** About this exercise **
Please write out exactly the lines of the data below from the line holding "tracing_subscriber::fmt()" through the line holding "let mut level", and leave out the rest.

-------- Source information

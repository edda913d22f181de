//! Koch-method Morse code trainer.
//!
//! Each round plays a randomly generated drill through the `morse`
//! synthesizer in a child process while the user transcribes it, then scores
//! the transcription. Scoring at least 90 percent unlocks the next
//! character of the progression.

use std::io::{self, BufRead};
use std::path::{Path, PathBuf};
use std::process::{Child, Command, ExitStatus};
use std::thread;
use std::time::{Duration, Instant};

use anyhow::{Context, Result};
use clap::Parser;
use tracing::debug;
use tracing_subscriber::EnvFilter;

use morsel::trainer::{KOCH_LETTERS, WordGenerator, score_transcript};

/// Words played per drill, per word-per-minute of overall speed.
const DRILL_MINUTES: usize = 5;

/// Lead-in before the drill starts playing.
const LEAD_IN: Duration = Duration::from_secs(1);

/// Practice Morse code reception with the Koch method.
#[derive(Parser, Debug)]
#[command(name = "koch", version, about)]
struct Args {
    /// Character speed in words per minute
    #[arg(short = 'c', long, default_value_t = 20)]
    char_wpm: u32,

    /// Overall speed in words per minute; a faster overall speed raises the
    /// character speed to match
    #[arg(short = 'w', long = "wpm", default_value_t = 15)]
    total_wpm: u32,

    /// Synthesizer to spawn for playback (default: `morse` next to this
    /// executable)
    #[arg(long, value_name = "PATH")]
    morse_bin: Option<PathBuf>,

    /// Starting level: how many characters of the progression are unlocked
    #[arg(default_value_t = 2)]
    level: usize,
}

/// A drill playing in a child synthesizer. Dropping it stops playback and
/// reaps the child.
struct Playback {
    child: Child,
}

impl Playback {
    fn start(bin: &Path, char_wpm: u32, total_wpm: u32, text: &str) -> Result<Self> {
        let child = Command::new(bin)
            .arg("-c")
            .arg(char_wpm.to_string())
            .arg("-w")
            .arg(total_wpm.to_string())
            .arg(text)
            .spawn()
            .with_context(|| format!("cannot start synthesizer {}", bin.display()))?;
        debug!("playing through pid {}", child.id());
        Ok(Playback { child })
    }

    /// The exit status if the synthesizer already finished on its own,
    /// `None` if it was still playing (it gets stopped on drop).
    fn finish(mut self) -> Option<ExitStatus> {
        self.child.try_wait().ok().flatten()
    }
}

impl Drop for Playback {
    fn drop(&mut self) {
        let _ = self.child.kill();
        let _ = self.child.wait();
    }
}

fn sibling_morse() -> Result<PathBuf> {
    let exe = std::env::current_exe().context("cannot locate this executable")?;
    let dir = exe
        .parent()
        .context("this executable has no parent directory")?;
    Ok(dir.join("morse"))
}

fn init_logging() {
    tracing_subscriber::fmt()
        .with_env_filter(
            EnvFilter::try_from_default_env().unwrap_or_else(|_| EnvFilter::new("warn")),
        )
        .with_writer(io::stderr)
        .init();
}

fn main() -> Result<()> {
    let args = Args::parse();
    init_logging();

    // One speed knob may push past the other; raise the character speed
    // rather than reject, so "-w 25" alone still works.
    let char_wpm = args.char_wpm.max(args.total_wpm);
    let morse_bin = match args.morse_bin {
        Some(path) => path,
        None => sibling_morse()?,
    };
    let mut level = args.level.clamp(1, KOCH_LETTERS.len());

    let stdin = io::stdin();
    let mut lines = stdin.lock().lines();
    loop {
        println!("Letters: {}", &KOCH_LETTERS[..level]);
        println!("(press Enter to start)");
        if lines.next().transpose()?.is_none() {
            break;
        }

        let drill = WordGenerator::new(level).drill(DRILL_MINUTES * args.total_wpm as usize);
        thread::sleep(LEAD_IN);
        let playback = Playback::start(&morse_bin, char_wpm, args.total_wpm, &drill)?;
        let started = Instant::now();
        let Some(answer) = lines.next().transpose()? else {
            break;
        };
        let elapsed = started.elapsed();
        let status = playback.finish();

        println!("{drill}");
        println!("{} seconds", elapsed.as_secs());
        if let Some(status) = status {
            if !status.success() {
                println!("synthesizer exited with {status}; no audio, round not scored");
                continue;
            }
        }
        let score = score_transcript(&drill, &answer);
        println!("{score}%");
        if score >= 90 && level < KOCH_LETTERS.len() {
            level += 1;
        }
    }
    Ok(())
}
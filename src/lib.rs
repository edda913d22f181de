//! Morse code audio synthesis.
//!
//! Text goes in one end, a pulsed sine wave comes out the other: the code
//! table spells each character in dots and dashes, the timing model converts
//! a character/overall speed pair into sample counts, and the sequencer
//! plays the resulting tone and silence fragments into an output sink. Sinks
//! cover the default audio device (blocking or double-buffered writes) and
//! self-contained WAV files.
//!
//! The `morse` binary wires these together behind a command line; the `koch`
//! binary builds a trainer on top, generating drills from the [`trainer`]
//! progression, playing them through a spawned synthesizer, and scoring the
//! transcription.
//!
//! # Examples
//!
//! Render a message into a WAV file:
//!
//! ```no_run
//! use morsel::{CODE_TABLE, OutputTarget, Timing, ToneBuffer, render, sink};
//!
//! fn main() -> morsel::Result<()> {
//!     Timing::validate_speeds(18, 12)?;
//!     let mut out = sink::open(&OutputTarget::File("cq.wav".into()))?;
//!     let timing = Timing::configure(out.sample_rate(), 18, 12)?;
//!     let tones = ToneBuffer::build(750, &timing)?;
//!     render("CQ CQ DX", CODE_TABLE, &timing, &tones, out.as_mut())?;
//!     Ok(())
//! }
//! ```

pub mod code;
pub mod error;
pub mod sequencer;
pub mod sink;
pub mod timing;
pub mod tone;
pub mod trainer;

pub use code::{CODE_TABLE, CodeEntry, lookup};
pub use error::{Error, Result};
pub use sequencer::render;
pub use sink::{OutputTarget, PcmSink, REQUESTED_SAMPLE_RATE};
pub use timing::Timing;
pub use tone::{RAMP_SAMPLES, ToneBuffer};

----------------

** Solution for this task **
    tracing_subscriber::fmt()
        .with_env_filter(
            EnvFilter::try_from_default_env().unwrap_or_else(|_| EnvFilter::new("warn")),
        )
        .with_writer(io::stderr)
        .init();
}

fn main() -> Result<()> {
    let args = Args::parse();
    init_logging();

    // One speed knob may push past the other; raise the character speed
    // rather than reject, so "-w 25" alone still works.
    let char_wpm = args.char_wpm.max(args.total_wpm);
    let morse_bin = match args.morse_bin {
        Some(path) => path,
        None => sibling_morse()?,
    };
    let mut level = args.level.clamp(1, KOCH_LETTERS.len());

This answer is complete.